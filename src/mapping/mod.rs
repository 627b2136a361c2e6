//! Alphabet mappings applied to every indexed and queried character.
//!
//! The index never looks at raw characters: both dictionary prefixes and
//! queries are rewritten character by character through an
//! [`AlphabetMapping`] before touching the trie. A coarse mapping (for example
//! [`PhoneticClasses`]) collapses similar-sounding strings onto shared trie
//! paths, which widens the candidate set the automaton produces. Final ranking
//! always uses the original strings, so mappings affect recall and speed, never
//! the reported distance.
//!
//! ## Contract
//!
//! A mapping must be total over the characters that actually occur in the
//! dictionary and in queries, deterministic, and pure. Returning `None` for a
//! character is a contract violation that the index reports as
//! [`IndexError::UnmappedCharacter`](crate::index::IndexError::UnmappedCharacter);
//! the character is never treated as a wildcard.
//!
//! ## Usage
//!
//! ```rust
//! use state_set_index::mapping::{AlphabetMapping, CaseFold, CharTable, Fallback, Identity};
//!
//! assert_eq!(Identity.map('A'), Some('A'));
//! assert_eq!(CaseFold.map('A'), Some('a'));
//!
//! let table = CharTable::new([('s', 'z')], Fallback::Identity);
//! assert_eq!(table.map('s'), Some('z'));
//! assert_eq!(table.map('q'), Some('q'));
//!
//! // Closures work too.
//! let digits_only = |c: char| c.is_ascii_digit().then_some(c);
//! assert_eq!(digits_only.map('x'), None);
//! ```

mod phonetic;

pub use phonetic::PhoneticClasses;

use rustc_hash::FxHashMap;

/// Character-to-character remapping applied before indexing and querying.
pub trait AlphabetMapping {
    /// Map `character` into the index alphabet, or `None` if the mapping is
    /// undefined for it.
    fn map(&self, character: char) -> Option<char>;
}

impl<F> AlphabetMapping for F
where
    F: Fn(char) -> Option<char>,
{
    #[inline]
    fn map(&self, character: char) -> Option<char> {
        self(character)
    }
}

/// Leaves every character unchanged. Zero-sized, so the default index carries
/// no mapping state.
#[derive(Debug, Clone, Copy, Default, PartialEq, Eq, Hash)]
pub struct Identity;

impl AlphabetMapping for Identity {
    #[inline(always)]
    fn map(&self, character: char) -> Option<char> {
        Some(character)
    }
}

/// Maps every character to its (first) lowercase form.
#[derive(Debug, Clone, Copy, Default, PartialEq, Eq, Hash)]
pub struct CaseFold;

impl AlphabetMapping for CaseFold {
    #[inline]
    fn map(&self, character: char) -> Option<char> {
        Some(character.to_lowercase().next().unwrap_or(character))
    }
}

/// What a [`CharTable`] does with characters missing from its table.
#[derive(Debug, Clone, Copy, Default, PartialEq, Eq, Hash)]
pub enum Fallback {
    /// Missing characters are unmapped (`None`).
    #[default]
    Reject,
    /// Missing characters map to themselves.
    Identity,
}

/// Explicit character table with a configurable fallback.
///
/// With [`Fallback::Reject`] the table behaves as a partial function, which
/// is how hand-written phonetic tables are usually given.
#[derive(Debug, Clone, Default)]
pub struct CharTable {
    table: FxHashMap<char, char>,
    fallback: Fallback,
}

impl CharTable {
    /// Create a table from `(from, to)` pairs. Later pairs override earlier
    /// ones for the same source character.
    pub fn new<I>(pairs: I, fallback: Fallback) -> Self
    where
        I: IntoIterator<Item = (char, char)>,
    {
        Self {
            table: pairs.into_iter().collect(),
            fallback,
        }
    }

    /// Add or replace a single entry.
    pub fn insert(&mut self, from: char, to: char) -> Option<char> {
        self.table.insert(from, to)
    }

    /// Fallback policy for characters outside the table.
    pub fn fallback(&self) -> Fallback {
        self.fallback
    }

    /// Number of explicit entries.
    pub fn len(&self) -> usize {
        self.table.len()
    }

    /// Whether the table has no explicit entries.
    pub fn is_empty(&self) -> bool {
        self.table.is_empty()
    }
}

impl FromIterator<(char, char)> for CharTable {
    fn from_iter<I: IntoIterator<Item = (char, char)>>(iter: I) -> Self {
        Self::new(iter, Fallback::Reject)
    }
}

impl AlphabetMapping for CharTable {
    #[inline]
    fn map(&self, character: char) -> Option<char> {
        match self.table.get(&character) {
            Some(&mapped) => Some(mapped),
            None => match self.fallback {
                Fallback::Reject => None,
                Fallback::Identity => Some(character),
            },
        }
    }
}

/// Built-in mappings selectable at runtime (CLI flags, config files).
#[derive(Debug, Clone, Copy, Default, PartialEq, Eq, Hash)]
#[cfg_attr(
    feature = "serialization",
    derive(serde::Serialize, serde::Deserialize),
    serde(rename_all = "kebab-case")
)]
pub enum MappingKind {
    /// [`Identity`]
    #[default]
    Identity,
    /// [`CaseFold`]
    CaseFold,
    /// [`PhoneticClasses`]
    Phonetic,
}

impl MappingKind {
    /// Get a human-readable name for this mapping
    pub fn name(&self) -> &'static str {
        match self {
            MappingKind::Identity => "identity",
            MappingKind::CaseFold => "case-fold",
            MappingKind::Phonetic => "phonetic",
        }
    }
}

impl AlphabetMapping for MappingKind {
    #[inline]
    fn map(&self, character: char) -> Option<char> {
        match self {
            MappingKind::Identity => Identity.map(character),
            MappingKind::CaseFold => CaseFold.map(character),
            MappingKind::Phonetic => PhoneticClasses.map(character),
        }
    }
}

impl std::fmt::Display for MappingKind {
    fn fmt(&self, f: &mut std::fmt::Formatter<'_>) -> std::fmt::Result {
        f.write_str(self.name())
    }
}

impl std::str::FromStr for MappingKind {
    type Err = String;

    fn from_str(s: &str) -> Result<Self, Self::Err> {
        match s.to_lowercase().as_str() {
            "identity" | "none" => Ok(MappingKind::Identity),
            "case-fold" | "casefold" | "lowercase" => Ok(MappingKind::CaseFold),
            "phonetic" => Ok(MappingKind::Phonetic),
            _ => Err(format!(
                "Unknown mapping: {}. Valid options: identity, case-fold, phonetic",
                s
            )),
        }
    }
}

##############################

# YOUR INSTRUCTIONS
With the first line of the records as the start and the line holding "and speed, never" as the end, please copy exactly those lines and no others.

# REPLY
filename src/mapping/mod.rs
repository 627b2136a361c2e6
//! Alphabet mappings applied to every indexed and queried character.
//!
//! The index never looks at raw characters: both dictionary prefixes and
//! queries are rewritten character by character through an
//! [`AlphabetMapping`] before touching the trie. A coarse mapping (for example
//! [`PhoneticClasses`]) collapses similar-sounding strings onto shared trie
//! paths, which widens the candidate set the automaton produces. Final ranking
//! always uses the original strings, so mappings affect recall and speed, never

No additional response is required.